Records provided:
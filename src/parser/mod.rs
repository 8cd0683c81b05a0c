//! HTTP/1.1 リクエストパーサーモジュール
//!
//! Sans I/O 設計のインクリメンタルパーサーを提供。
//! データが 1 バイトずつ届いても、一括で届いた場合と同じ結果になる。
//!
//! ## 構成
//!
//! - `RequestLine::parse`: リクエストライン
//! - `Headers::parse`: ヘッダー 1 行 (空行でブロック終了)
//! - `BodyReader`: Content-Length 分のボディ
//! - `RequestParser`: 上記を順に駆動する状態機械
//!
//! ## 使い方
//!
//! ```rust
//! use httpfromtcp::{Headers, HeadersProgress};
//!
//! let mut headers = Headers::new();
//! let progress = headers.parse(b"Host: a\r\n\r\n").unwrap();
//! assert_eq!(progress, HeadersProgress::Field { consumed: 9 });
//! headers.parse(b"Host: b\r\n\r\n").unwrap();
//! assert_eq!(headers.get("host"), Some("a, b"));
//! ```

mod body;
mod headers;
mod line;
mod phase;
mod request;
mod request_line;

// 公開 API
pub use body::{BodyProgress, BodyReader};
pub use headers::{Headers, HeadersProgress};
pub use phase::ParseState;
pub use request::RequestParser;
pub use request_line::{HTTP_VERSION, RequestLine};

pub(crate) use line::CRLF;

Task item: Word for word, restate the line that contains "pub use request::RequestParser;" and each line after it, up to and including the last line of the listing; include nothing else.

Reply to the exercise:
pub use request::RequestParser;
pub use request_line::{HTTP_VERSION, RequestLine};

pub(crate) use line::CRLF;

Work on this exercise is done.